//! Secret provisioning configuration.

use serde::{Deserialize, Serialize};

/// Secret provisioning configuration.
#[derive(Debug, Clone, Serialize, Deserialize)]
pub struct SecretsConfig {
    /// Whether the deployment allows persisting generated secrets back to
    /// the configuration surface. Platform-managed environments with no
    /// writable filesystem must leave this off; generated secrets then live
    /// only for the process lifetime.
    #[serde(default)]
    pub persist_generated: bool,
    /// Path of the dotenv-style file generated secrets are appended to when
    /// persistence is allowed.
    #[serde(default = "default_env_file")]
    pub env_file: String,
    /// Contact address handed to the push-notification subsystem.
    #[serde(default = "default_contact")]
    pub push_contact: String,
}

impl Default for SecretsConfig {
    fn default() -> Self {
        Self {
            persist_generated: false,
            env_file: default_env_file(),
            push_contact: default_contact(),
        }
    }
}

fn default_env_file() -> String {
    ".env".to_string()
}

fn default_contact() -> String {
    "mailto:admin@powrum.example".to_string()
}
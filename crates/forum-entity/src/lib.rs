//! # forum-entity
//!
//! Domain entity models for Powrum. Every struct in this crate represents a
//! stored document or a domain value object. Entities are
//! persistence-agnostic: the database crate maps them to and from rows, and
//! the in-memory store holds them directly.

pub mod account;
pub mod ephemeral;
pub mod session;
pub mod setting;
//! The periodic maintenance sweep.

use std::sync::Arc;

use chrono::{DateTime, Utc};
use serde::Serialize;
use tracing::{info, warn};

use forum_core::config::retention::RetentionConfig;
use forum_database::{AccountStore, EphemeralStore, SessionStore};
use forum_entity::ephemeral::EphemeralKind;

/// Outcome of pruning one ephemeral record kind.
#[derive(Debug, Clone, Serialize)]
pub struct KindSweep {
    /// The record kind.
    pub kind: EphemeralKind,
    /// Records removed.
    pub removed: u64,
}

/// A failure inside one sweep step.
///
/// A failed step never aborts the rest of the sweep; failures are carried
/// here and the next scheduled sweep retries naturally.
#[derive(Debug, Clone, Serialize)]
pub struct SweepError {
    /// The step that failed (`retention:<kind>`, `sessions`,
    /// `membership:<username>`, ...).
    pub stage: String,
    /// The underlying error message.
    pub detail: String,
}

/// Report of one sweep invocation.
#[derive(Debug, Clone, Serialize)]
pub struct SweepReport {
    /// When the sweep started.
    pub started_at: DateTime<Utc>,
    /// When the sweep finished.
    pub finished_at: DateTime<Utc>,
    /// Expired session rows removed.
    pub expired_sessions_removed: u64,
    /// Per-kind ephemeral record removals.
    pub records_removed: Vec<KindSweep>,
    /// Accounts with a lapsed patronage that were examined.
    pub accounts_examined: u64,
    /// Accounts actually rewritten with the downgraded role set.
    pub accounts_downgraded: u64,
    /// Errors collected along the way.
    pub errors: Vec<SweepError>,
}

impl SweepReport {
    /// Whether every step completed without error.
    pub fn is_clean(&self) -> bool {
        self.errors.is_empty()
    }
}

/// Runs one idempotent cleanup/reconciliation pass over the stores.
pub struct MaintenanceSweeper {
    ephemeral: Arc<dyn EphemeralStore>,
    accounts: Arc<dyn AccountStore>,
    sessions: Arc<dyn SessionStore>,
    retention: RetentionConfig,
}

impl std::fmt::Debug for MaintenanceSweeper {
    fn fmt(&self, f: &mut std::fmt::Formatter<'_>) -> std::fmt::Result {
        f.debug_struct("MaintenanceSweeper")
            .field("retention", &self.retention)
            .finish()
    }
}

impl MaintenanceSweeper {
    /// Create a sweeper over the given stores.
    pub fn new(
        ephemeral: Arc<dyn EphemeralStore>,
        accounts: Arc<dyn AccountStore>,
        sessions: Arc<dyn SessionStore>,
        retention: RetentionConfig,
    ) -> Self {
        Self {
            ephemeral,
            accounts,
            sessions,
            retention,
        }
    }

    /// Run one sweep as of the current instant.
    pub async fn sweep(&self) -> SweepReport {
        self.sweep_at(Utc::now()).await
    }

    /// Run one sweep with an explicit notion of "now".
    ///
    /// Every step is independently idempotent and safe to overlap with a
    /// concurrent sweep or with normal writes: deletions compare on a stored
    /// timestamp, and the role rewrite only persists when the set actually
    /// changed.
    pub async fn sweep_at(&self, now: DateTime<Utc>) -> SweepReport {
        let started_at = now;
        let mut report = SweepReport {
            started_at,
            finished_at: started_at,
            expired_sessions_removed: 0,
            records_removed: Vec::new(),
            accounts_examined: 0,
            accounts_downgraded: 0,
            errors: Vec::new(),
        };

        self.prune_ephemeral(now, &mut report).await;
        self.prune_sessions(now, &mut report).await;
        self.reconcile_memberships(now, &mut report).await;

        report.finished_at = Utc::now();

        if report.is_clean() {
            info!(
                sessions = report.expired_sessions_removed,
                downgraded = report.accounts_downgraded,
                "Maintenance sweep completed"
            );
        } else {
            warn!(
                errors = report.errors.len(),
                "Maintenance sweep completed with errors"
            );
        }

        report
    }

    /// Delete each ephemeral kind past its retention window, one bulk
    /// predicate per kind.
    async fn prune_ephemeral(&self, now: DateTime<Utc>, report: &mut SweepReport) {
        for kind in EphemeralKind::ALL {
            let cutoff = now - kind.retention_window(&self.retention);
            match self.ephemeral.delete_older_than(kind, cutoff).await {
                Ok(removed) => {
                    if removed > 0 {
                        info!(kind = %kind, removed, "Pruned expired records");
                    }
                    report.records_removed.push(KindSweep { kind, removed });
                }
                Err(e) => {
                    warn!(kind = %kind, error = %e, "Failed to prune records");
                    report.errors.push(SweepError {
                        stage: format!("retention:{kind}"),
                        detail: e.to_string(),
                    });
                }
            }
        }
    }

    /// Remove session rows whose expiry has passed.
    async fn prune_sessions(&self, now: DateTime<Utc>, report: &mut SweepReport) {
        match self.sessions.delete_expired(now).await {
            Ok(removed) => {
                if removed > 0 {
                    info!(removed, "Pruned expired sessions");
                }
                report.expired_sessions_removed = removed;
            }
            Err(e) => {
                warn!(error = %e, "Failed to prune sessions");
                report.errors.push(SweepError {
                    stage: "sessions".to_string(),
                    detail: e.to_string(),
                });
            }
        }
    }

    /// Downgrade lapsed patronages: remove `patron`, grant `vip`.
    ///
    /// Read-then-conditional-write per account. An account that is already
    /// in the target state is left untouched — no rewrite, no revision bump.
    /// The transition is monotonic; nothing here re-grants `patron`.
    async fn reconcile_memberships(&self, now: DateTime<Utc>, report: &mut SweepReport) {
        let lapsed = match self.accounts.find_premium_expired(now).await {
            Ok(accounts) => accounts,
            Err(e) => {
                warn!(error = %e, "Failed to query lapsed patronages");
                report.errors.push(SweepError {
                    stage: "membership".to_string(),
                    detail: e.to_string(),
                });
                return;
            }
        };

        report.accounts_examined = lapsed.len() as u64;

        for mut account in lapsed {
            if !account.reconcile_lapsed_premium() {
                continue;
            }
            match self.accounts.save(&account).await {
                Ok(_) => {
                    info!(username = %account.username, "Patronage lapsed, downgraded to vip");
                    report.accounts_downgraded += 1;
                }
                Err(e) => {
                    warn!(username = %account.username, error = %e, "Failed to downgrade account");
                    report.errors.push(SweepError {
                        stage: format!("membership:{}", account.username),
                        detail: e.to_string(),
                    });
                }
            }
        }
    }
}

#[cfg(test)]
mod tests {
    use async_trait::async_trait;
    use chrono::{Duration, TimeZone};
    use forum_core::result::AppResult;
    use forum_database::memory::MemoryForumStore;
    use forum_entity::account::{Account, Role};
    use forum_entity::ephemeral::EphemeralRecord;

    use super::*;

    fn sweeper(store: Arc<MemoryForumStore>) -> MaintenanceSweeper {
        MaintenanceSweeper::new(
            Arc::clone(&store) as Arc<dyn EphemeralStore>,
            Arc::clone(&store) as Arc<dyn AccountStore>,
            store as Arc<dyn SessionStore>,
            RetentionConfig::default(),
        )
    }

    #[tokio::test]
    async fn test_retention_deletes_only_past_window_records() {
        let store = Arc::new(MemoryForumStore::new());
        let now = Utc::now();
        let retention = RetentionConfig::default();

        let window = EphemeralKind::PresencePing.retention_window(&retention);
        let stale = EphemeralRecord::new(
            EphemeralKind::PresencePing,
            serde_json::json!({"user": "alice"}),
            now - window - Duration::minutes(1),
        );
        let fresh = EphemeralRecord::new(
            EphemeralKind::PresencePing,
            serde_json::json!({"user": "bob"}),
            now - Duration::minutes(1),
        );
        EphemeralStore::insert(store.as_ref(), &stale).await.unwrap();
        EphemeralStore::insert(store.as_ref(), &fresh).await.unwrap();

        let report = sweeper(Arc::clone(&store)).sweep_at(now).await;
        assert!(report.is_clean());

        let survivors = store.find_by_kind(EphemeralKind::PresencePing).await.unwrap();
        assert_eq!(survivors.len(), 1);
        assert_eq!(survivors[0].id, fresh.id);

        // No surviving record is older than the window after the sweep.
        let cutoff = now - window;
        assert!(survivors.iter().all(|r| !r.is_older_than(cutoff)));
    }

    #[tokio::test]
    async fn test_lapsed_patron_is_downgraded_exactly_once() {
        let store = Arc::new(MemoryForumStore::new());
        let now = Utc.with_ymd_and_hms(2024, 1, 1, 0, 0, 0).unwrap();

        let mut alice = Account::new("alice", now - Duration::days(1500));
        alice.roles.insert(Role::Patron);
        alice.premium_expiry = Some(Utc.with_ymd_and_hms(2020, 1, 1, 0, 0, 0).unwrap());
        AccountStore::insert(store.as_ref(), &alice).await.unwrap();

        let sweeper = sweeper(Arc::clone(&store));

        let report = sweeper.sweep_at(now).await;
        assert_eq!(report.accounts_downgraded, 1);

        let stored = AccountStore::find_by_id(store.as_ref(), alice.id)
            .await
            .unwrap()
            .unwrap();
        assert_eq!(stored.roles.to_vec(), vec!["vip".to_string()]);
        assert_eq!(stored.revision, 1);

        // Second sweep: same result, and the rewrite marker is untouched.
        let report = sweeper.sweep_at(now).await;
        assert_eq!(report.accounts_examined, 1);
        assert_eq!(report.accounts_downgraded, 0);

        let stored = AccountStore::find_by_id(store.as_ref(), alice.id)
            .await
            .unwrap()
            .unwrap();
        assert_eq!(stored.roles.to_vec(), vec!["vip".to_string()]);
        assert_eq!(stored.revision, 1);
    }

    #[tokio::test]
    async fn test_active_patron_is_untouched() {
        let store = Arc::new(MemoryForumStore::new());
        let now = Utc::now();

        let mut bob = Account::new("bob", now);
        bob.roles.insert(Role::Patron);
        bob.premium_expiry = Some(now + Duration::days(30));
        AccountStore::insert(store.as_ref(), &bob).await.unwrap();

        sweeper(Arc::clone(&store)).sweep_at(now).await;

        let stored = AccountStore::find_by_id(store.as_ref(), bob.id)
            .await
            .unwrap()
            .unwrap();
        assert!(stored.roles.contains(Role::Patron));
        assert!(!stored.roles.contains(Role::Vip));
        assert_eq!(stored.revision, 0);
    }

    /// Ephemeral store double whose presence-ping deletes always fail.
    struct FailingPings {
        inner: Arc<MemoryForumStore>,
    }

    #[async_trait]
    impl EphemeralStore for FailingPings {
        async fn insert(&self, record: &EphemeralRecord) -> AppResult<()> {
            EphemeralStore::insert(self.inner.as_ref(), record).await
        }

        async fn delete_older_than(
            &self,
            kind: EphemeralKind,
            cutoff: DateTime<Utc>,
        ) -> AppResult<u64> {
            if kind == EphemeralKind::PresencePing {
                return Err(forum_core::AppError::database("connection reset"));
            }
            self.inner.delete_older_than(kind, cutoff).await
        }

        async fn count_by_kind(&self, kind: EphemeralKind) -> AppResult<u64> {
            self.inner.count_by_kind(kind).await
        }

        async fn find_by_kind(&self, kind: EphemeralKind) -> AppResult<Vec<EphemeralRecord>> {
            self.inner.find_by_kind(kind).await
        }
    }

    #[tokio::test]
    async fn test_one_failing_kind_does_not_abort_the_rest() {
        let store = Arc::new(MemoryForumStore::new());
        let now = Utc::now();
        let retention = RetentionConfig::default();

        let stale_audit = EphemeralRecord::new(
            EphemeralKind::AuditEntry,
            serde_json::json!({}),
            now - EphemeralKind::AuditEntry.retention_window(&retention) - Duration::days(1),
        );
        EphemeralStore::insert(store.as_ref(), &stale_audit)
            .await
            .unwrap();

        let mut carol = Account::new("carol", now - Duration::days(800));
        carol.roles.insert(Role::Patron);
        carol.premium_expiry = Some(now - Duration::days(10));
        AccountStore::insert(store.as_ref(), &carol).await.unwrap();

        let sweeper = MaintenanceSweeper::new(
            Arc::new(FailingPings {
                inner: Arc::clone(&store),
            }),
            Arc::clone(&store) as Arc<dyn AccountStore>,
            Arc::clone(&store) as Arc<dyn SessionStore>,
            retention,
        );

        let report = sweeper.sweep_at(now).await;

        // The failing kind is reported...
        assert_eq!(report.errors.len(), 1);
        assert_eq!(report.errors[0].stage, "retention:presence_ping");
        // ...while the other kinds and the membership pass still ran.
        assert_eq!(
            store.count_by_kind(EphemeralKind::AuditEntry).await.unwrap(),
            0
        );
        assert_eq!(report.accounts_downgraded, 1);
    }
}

WORK ITEM
Lines with the word "alice" in them should be copied from the preceding records.

OUTPUT OF THE EXERCISE
            serde_json::json!({"user": "alice"}),
        let mut alice = Account::new("alice", now - Duration::days(1500));
        alice.roles.insert(Role::Patron);
        alice.premium_expiry = Some(Utc.with_ymd_and_hms(2020, 1, 1, 0, 0, 0).unwrap());
        AccountStore::insert(store.as_ref(), &alice).await.unwrap();
        let stored = AccountStore::find_by_id(store.as_ref(), alice.id)
        let stored = AccountStore::find_by_id(store.as_ref(), alice.id)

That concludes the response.